To calculate the magnitude and direction of the resultant force, we need to determine the x and y components of the forces and then combine them.

First, let's find the x and y components of Emily's force:

The x component of Emily's force (F_emily_x) can be calculated using the formula:
F_emily_x = F_emily * cos(angle_emily)
where F_emily is the magnitude of Emily's force and angle_emily is the angle at which she kicks the ball.

Substituting the values:
F_emily_x = 120 N * cos(60 degrees)
F_emily_x = 120 N * 0.5
F_emily_x = 60 N

The y component of Emily's force (F_emily_y) can be calculated using the formula:
F_emily_y = F_emily * sin(angle_emily)
where F_emily is the magnitude of Emily's force and angle_emily is the angle at which she kicks the ball.

Substituting the values:
F_emily_y = 120 N * sin(60 degrees)
F_emily_y = 120 N * (√3/2)
F_emily_y = 60√3 N

Now, let's find the x and y components of Clare's force:

The x component of Clare's force (F_clare_x) can be calculated using the formula:
F_clare_x = F_clare * cos(angle_clare)
where F_clare is the magnitude of Clare's force and angle_clare is the angle at which she kicks the ball.

Substituting the values:
F_clare_x = 200 N * cos(120 degrees)
F_clare_x = 200 N * (-0.5)
F_clare_x = -100 N

The y component of Clare's force (F_clare_y) can be calculated using the formula:
F_clare_y = F_clare * sin(angle_clare)
where F_clare is the magnitude of Clare's force and angle_clare is the angle at which she kicks the ball.

Substituting the values:
F_clare_y = 200 N * sin(120 degrees)
F_clare_y = 200 N * (√3/2)
F_clare_y = 100√3 N

Now, let's combine the x and y components of the forces to find the resultant force.

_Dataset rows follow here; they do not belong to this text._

use async_trait::async_trait;
use flashdeck_core::Clock;
use flashdeck_core::model::{CardId, Flashcard, UserId, ValidatedFlashcard};
use std::collections::BTreeMap;
use std::sync::{Arc, Mutex};
use thiserror::Error;

/// Errors surfaced by storage adapters.
///
/// `NotFound` and `PermissionDenied` are never produced by the bundled backends: missing
/// rows come back as `None` or an affected count of 0, and SQLite has no row-level
/// policies. They belong to the store contract for hosted backends that reject by policy.
#[derive(Debug, Error)]
#[non_exhaustive]
pub enum StorageError {
    #[error("not found")]
    NotFound,

    #[error("this flashcard is referenced by other data and cannot be deleted")]
    Conflict,

    #[error("permission denied by the store")]
    PermissionDenied,

    #[error("connection error: {0}")]
    Connection(String),

    #[error("serialization error: {0}")]
    Serialization(String),
}

/// Authenticated CRUD gateway to the flashcard record store.
///
/// Every query is scoped by owner except `fetch_one`, which the deletion flow uses to
/// tell "gone" apart from "someone else's".
#[async_trait]
pub trait FlashcardStore: Send + Sync {
    /// All cards owned by `owner`, newest first.
    ///
    /// # Errors
    ///
    /// Returns `StorageError` if the store cannot be queried.
    async fn fetch_all(&self, owner: UserId) -> Result<Vec<Flashcard>, StorageError>;

    /// A single card by id, or `None` if it no longer exists.
    ///
    /// # Errors
    ///
    /// Returns `StorageError` if the store cannot be queried.
    async fn fetch_one(&self, id: CardId) -> Result<Option<Flashcard>, StorageError>;

    /// Delete the card matching both `id` and `owner`. Returns the affected row count.
    ///
    /// # Errors
    ///
    /// Returns `StorageError::Conflict` when other data references the card,
    /// `StorageError::PermissionDenied` when the store refuses, or other storage errors.
    async fn delete(&self, id: CardId, owner: UserId) -> Result<u64, StorageError>;

    /// Persist a new card for `owner`; the store assigns id and `created_at`.
    ///
    /// # Errors
    ///
    /// Returns `StorageError` if the card cannot be stored.
    async fn create(
        &self,
        owner: UserId,
        card: ValidatedFlashcard,
    ) -> Result<Flashcard, StorageError>;
}

#[derive(Default)]
struct MemoryState {
    cards: BTreeMap<CardId, Flashcard>,
    last_id: u64,
}

/// Simple in-memory repository implementation for testing and prototyping.
#[derive(Clone, Default)]
pub struct InMemoryRepository {
    state: Arc<Mutex<MemoryState>>,
    clock: Clock,
}

impl InMemoryRepository {
    #[must_use]
    pub fn new() -> Self {
        Self::with_clock(Clock::system())
    }

    #[must_use]
    pub fn with_clock(clock: Clock) -> Self {
        Self {
            state: Arc::new(Mutex::new(MemoryState::default())),
            clock,
        }
    }

    /// Store a fully-formed record as-is, e.g. one owned by another user.
    ///
    /// # Errors
    ///
    /// Returns `StorageError::Connection` if the lock is poisoned.
    pub fn insert(&self, card: Flashcard) -> Result<(), StorageError> {
        let mut guard = self
            .state
            .lock()
            .map_err(|e| StorageError::Connection(e.to_string()))?;
        guard.last_id = guard.last_id.max(card.id().value());
        guard.cards.insert(card.id(), card);
        Ok(())
    }

    /// Number of stored cards across all owners.
    ///
    /// # Errors
    ///
    /// Returns `StorageError::Connection` if the lock is poisoned.
    pub fn len(&self) -> Result<usize, StorageError> {
        let guard = self
            .state
            .lock()
            .map_err(|e| StorageError::Connection(e.to_string()))?;
        Ok(guard.cards.len())
    }
}

#[async_trait]
impl FlashcardStore for InMemoryRepository {
    async fn fetch_all(&self, owner: UserId) -> Result<Vec<Flashcard>, StorageError> {
        let guard = self
            .state
            .lock()
            .map_err(|e| StorageError::Connection(e.to_string()))?;
        let mut cards: Vec<Flashcard> = guard
            .cards
            .values()
            .filter(|card| card.is_owned_by(owner))
            .cloned()
            .collect();
        cards.sort_by(|a, b| {
            b.created_at()
                .cmp(&a.created_at())
                .then_with(|| b.id().cmp(&a.id()))
        });
        Ok(cards)
    }

    async fn fetch_one(&self, id: CardId) -> Result<Option<Flashcard>, StorageError> {
        let guard = self
            .state
            .lock()
            .map_err(|e| StorageError::Connection(e.to_string()))?;
        Ok(guard.cards.get(&id).cloned())
    }

    async fn delete(&self, id: CardId, owner: UserId) -> Result<u64, StorageError> {
        let mut guard = self
            .state
            .lock()
            .map_err(|e| StorageError::Connection(e.to_string()))?;
        match guard.cards.get(&id) {
            Some(card) if card.is_owned_by(owner) => {
                guard.cards.remove(&id);
                Ok(1)
            }
            _ => Ok(0),
        }
    }

    async fn create(
        &self,
        owner: UserId,
        card: ValidatedFlashcard,
    ) -> Result<Flashcard, StorageError> {
        let mut guard = self
            .state
            .lock()
            .map_err(|e| StorageError::Connection(e.to_string()))?;
        guard.last_id += 1;
        let record = card.assign(CardId::new(guard.last_id), owner, self.clock.now());
        guard.cards.insert(record.id(), record.clone());
        Ok(record)
    }
}

/// Aggregates the flashcard store behind a trait object for easy backend swapping.
#[derive(Clone)]
pub struct Storage {
    pub flashcards: Arc<dyn FlashcardStore>,
}

impl Storage {
    #[must_use]
    pub fn in_memory() -> Self {
        let flashcards: Arc<dyn FlashcardStore> = Arc::new(InMemoryRepository::new());
        Self { flashcards }
    }
}
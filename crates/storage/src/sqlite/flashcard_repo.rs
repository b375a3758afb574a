use flashdeck_core::model::{CardId, Flashcard, UserId, ValidatedFlashcard};

use super::SqliteRepository;
use super::mapping::{card_id_from_i64, card_id_to_i64, map_flashcard_row, map_write_error};
use crate::repository::{FlashcardStore, StorageError};

#[async_trait::async_trait]
impl FlashcardStore for SqliteRepository {
    async fn fetch_all(&self, owner: UserId) -> Result<Vec<Flashcard>, StorageError> {
        let rows = sqlx::query(
            r"
            SELECT id, owner_id, question, answer, created_at
            FROM flashcards
            WHERE owner_id = ?1
            ORDER BY created_at DESC, id DESC
            ",
        )
        .bind(owner.to_string())
        .fetch_all(&self.pool)
        .await
        .map_err(|e| StorageError::Connection(e.to_string()))?;

        let mut cards = Vec::with_capacity(rows.len());
        for row in rows {
            cards.push(map_flashcard_row(&row)?);
        }
        Ok(cards)
    }

    async fn fetch_one(&self, id: CardId) -> Result<Option<Flashcard>, StorageError> {
        let row = sqlx::query(
            r"
            SELECT id, owner_id, question, answer, created_at
            FROM flashcards
            WHERE id = ?1
            ",
        )
        .bind(card_id_to_i64(id)?)
        .fetch_optional(&self.pool)
        .await
        .map_err(|e| StorageError::Connection(e.to_string()))?;

        row.as_ref().map(map_flashcard_row).transpose()
    }

    async fn delete(&self, id: CardId, owner: UserId) -> Result<u64, StorageError> {
        let res = sqlx::query(
            r"
            DELETE FROM flashcards
            WHERE id = ?1 AND owner_id = ?2
            ",
        )
        .bind(card_id_to_i64(id)?)
        .bind(owner.to_string())
        .execute(&self.pool)
        .await
        .map_err(map_write_error)?;

        tracing::debug!(card = %id, affected = res.rows_affected(), "sqlite delete");
        Ok(res.rows_affected())
    }

    async fn create(
        &self,
        owner: UserId,
        card: ValidatedFlashcard,
    ) -> Result<Flashcard, StorageError> {
        let created_at = self.clock.now();
        let res = sqlx::query(
            r"
            INSERT INTO flashcards (owner_id, question, answer, created_at)
            VALUES (?1, ?2, ?3, ?4)
            ",
        )
        .bind(owner.to_string())
        .bind(card.question())
        .bind(card.answer())
        .bind(created_at)
        .execute(&self.pool)
        .await
        .map_err(map_write_error)?;

        let id = card_id_from_i64(res.last_insert_rowid())?;
        Ok(card.assign(id, owner, created_at))
    }
}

The x component of the resultant force (F_resultant_x) is the sum of the x components of Emily's and Clare's forces:
F_resultant_x = F_emily_x + F_clare_x
F_resultant_x = 60 N + (-100 N)
F_resultant_x = -40 N

The y component of the resultant force (F_resultant_y) is the sum of the y components of Emily's and Clare's forces:
F_resultant_y = F_emily_y + F_clare_y
F_resultant_y = 60√3 N + 100√3 N
F_resultant_y = 160√3 N

To find the magnitude of the resultant force (F_resultant), we can use the Pythagorean theorem:
F_resultant = √(F_resultant_x² + F_resultant_y²)
F_resultant = √((-40 N)² + (160√3 N)²)
F_resultant = √(1600 N² + 25600 N²)
F_resultant = √27200 N²
F_resultant ≈ 165.28 N

The direction of the resultant force (θ_resultant) can be found using the inverse tangent function:
θ_resultant = arctan(F_resultant_y / F_resultant_x)
θ_resultant = arctan((160√3 N) / (-40 N))
θ_resultant ≈ arctan(-4√3)
θ_resultant ≈ -75.96 degrees

Therefore, the magnitude of the resultant force is approximately 165.28 N, and the direction of the resultant force is approximately -75.96 degrees, measured from the line between the centers of the two goals.